21/07/2026
En la actualidad la palabra sumisión suele provocar rechazo. El mundo la presenta como sinónimo de opresión, debilidad o falta de valor. Sin embargo, la Palabra de Dios revela algo completamente distinto: la sumisión bíblica es hermosa porque refleja confianza en el Señor y exalta el evangelio de Cristo.
El llamado de Dios para la esposa no nace de una cultura antigua ni de una tradición humana, sino del orden creado por Él desde el principio. El apóstol Pablo escribe:
📖 Las casadas estén sujetas a sus propios maridos, como al Señor; porque el marido es cabeza de la mujer, así como Cristo es cabeza de la iglesia, la cual es su cuerpo, y él es su Salvador. Así que, como la iglesia está sujeta a Cristo, así también las casadas lo estén a sus maridos en todo.
Efesios 5:22-24
Observa cuidadosamente que Pablo no fundamenta este mandato en la capacidad del esposo, sino en la relación entre Cristo y Su Iglesia. La comparación principal no es entre un hombre y una mujer, sino entre el Salvador y Su pueblo redimido. La esposa creyente, al sujetarse voluntariamente al liderazgo de su esposo, está representando una realidad mucho más grande: la respuesta de la Iglesia a su Señor.

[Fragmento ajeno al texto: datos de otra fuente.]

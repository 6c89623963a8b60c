//! CLI command implementations.

use crate::config::{StrataConfig, CONFIG_FILE};
use colored::Colorize;
use indicatif::{ProgressBar, ProgressStyle};
use std::fs::{self, File};
use std::io::BufWriter;
use std::net::SocketAddr;
use std::path::{Path, PathBuf};
use std::time::Duration;
use strata_core::{Diagnostic, IndexerEvent, ProjectState};
use strata_graph::export::{self, DEFAULT_TEMPLATE};
use strata_graph::Rebuild;
use strata_server::{SessionState, SyncServer, SyncServerConfig};

pub type Result<T> = std::result::Result<T, Box<dyn std::error::Error>>;

/// Writes a default `strata.json` into `path`.
pub fn init(path: &Path) -> Result<()> {
    let config_path = path.join(CONFIG_FILE);

    if config_path.exists() {
        println!("{} Already initialized", "✓".green());
        return Ok(());
    }

    fs::create_dir_all(path)?;
    fs::write(&config_path, serde_json::to_string_pretty(&StrataConfig::default())?)?;

    println!("{} Wrote {}", "✓".green(), config_path.display());
    println!("  Run {} to build the class graph", "strata build <snapshot.json>".cyan());

    Ok(())
}

/// Ingests event files in order, showing a spinner.
fn ingest(snapshots: &[PathBuf]) -> Result<ProjectState> {
    let spinner = ProgressBar::new_spinner();
    spinner.set_style(ProgressStyle::default_spinner().template("{spinner:.cyan} {msg}")?);
    spinner.enable_steady_tick(Duration::from_millis(80));

    let state = ingest_files(snapshots, |path| {
        spinner.set_message(format!("Reading {}", path.display()));
    });

    spinner.finish_and_clear();
    state
}

fn ingest_files(snapshots: &[PathBuf], mut on_file: impl FnMut(&Path)) -> Result<ProjectState> {
    let mut state = ProjectState::new();
    for path in snapshots {
        on_file(path);
        let events =
            IndexerEvent::read_file(path).map_err(|e| format!("{}: {}", path.display(), e))?;
        for event in events {
            state.apply(event);
        }
    }
    Ok(state)
}

fn print_diagnostics<'a>(diagnostics: impl Iterator<Item = &'a Diagnostic>) {
    let diagnostics: Vec<_> = diagnostics.collect();
    if diagnostics.is_empty() {
        return;
    }

    println!("\n{} {} skipped entries:", "⚠".yellow(), diagnostics.len());
    for diagnostic in diagnostics.iter().take(5) {
        println!("  {}", diagnostic.to_string().yellow());
    }
    if diagnostics.len() > 5 {
        println!("  ... and {} more", diagnostics.len() - 5);
    }
}

/// Import edges between indexed files.
fn import_links(state: &ProjectState) -> usize {
    (0..state.files().len())
        .map(|file| state.imports_of(file).len())
        .sum()
}

/// Builds the class graph and prints a summary.
pub fn build(snapshots: &[PathBuf], config: &StrataConfig) -> Result<()> {
    println!("{}", "Building class graph...".cyan());

    let state = ingest(snapshots)?;
    let rebuild = Rebuild::run(&state, &config.layout);
    let stats = rebuild.stats();

    println!(
        "{} {} classes, {} inheritance edges",
        "✓".green(),
        stats.node_count.to_string().cyan(),
        stats.edge_count.to_string().cyan()
    );
    println!(
        "  {} indexed files ({} declare classes), {} import links",
        state.files().len(),
        stats.class_files,
        import_links(&state)
    );
    if let Some(progress) = state.progress() {
        println!("  Indexer last reported {} at {}%", progress.phase, progress.percent);
    }

    print_diagnostics(state.diagnostics().chain(rebuild.diagnostics.iter()));

    Ok(())
}

/// Prints the laid-out graph, level by level or as JSON.
pub fn layout(snapshots: &[PathBuf], json: bool, config: &StrataConfig) -> Result<()> {
    let state = ingest(snapshots)?;
    let rebuild = Rebuild::run(&state, &config.layout);

    if json {
        println!("{}", serde_json::to_string_pretty(&rebuild.snapshot())?);
        return Ok(());
    }

    for (level, ids) in rebuild.layout.levels().iter().enumerate() {
        println!("{}", format!("Level {}", level).bold());
        for id in ids {
            let Some(node) = rebuild.graph.get_by_id(id) else {
                continue;
            };
            println!(
                "  {} {} {}",
                node.display_name.cyan(),
                id.dimmed(),
                format!("({}, {})", node.position.x, node.position.y).dimmed()
            );
        }
    }

    Ok(())
}

/// Writes the standalone export document.
pub fn export(
    snapshots: &[PathBuf],
    output: &Path,
    template: Option<&Path>,
    config: &StrataConfig,
) -> Result<()> {
    let template = match template {
        Some(path) => fs::read_to_string(path)?,
        None => DEFAULT_TEMPLATE.to_string(),
    };

    let state = ingest(snapshots)?;
    let snapshot = Rebuild::run(&state, &config.layout).snapshot();

    let file = File::create(output)?;
    export::write_document(&snapshot, &template, BufWriter::new(file))?;

    println!(
        "{} Exported {} classes to {}",
        "✓".green(),
        snapshot.nodes.len(),
        output.display()
    );

    Ok(())
}

/// Runs the sync server, optionally seeded from event files.
pub async fn serve(
    port: Option<u16>,
    headless: bool,
    watch: Option<PathBuf>,
    snapshots: &[PathBuf],
    config: &StrataConfig,
) -> Result<()> {
    let bind_addr = if headless { "0.0.0.0" } else { "127.0.0.1" };
    let port = port.unwrap_or(config.server.port);

    if headless {
        println!("{}", "Starting Strata server in headless mode...".cyan());
    } else {
        println!("{}", "Starting Strata server...".cyan());
    }

    let mut state = SessionState::new(config.layout);
    if !snapshots.is_empty() {
        for path in snapshots {
            for event in IndexerEvent::read_file(path)? {
                state.apply(event);
            }
        }
        let stats = state.stats();
        println!(
            "{} Loaded {} classes ({} edges)",
            "✓".green(),
            stats.node_count,
            stats.edge_count
        );
    }

    let addr: SocketAddr = format!("{}:{}", bind_addr, port).parse()?;
    let server_config = SyncServerConfig {
        addr,
        watch_path: watch,
        debounce_ms: config.server.debounce_ms,
        layout: config.layout,
    };
    if let Some(path) = &server_config.watch_path {
        println!("  Watching {} for event files", path.display().to_string().cyan());
    }
    let server = SyncServer::with_state(server_config, state);

    println!("{} Listening on ws://{}:{}", "✓".green(), bind_addr, port);
    if headless {
        println!("  Headless mode: accepting connections from any host");
    }
    println!("  Press {} to stop", "Ctrl+C".cyan());

    server.run().await?;

    Ok(())
}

Esto significa que la sumisión no es, en primer lugar, un acto dirigido al esposo, sino un acto de adoración hacia Cristo. Por eso Pablo dice: "como al Señor". La motivación no es que el esposo sea perfecto, sino que Cristo sí lo es.
Pedro también enseña esta verdad cuando escribe:
📖 Asimismo vosotras, mujeres, estad sujetas a vuestros maridos; para que también los que no creen a la palabra, sean ganados sin palabra por la conducta de sus esposas, considerando vuestra conducta casta y respetuosa.
1 Pedro 3:1-2
La belleza de la sumisión bíblica no está en una personalidad pasiva ni en guardar silencio por miedo. Está en una mujer cuyo corazón descansa en la soberanía de Dios y cuya conducta se convierte en un poderoso testimonio del evangelio.
El ejemplo supremo sigue siendo Cristo. Aunque este pasaje habla específicamente de las esposas, el modelo perfecto de sumisión siempre es Jesús. Él nunca fue inferior al Padre en esencia, pero se sometió voluntariamente a Su voluntad para cumplir la obra de la redención.
📖 Y estando en la condición de hombre, se humilló a sí mismo, haciéndose obediente hasta la muerte, y muerte de cruz.
Filipenses 2:8
La sumisión de Cristo no disminuyó Su gloria; la manifestó. De igual manera, la sumisión bíblica no disminuye el valor de una mujer. Su identidad no descansa en ejercer autoridad, sino en pertenecer a Cristo. Una mujer puede ser inteligente, preparada, capaz y sabia, y al mismo tiempo abrazar con gozo el diseño de Dios para el matrimonio.
El problema es que nuestro corazón pecaminoso resiste cualquier autoridad. Desde la caída, el ser humano desea gobernarse a sí mismo. Por eso la lucha contra la sumisión no comienza en el matrimonio; comienza en el corazón que no quiere rendirse completamente al Señor.
Pero el evangelio transforma esa rebeldía. Cuando comprendemos que Cristo se entregó por nosotras, que derramó Su sangre para reconciliarnos con Dios y que reina con perfecta sabiduría y amor, también aprendemos a confiar en que Sus mandamientos siempre son buenos. Incluso aquellos que nuestra cultura rechaza.
Hermana, la verdadera belleza no consiste en defender tu independencia a cualquier costo, sino en reflejar el carácter de Cristo. Una mujer que se somete al diseño de Dios proclama con su vida que la sabiduría divina es mejor que las ideas del mundo. Su mansedumbre no nace de debilidad, sino de una fe profunda en Aquel que gobierna todas las cosas con justicia y amor.
La sumisión bíblica nunca separa a la esposa de Cristo; al contrario, la acerca más a Él, porque cada acto de obediencia es una oportunidad para mostrar que Él merece toda nuestra confianza.
Al contemplar el ejemplo de Cristo y el hermoso diseño de Dios para el matrimonio, ¿qué aspecto de esta verdad ha desafiado más tu manera de pensar o de vivir?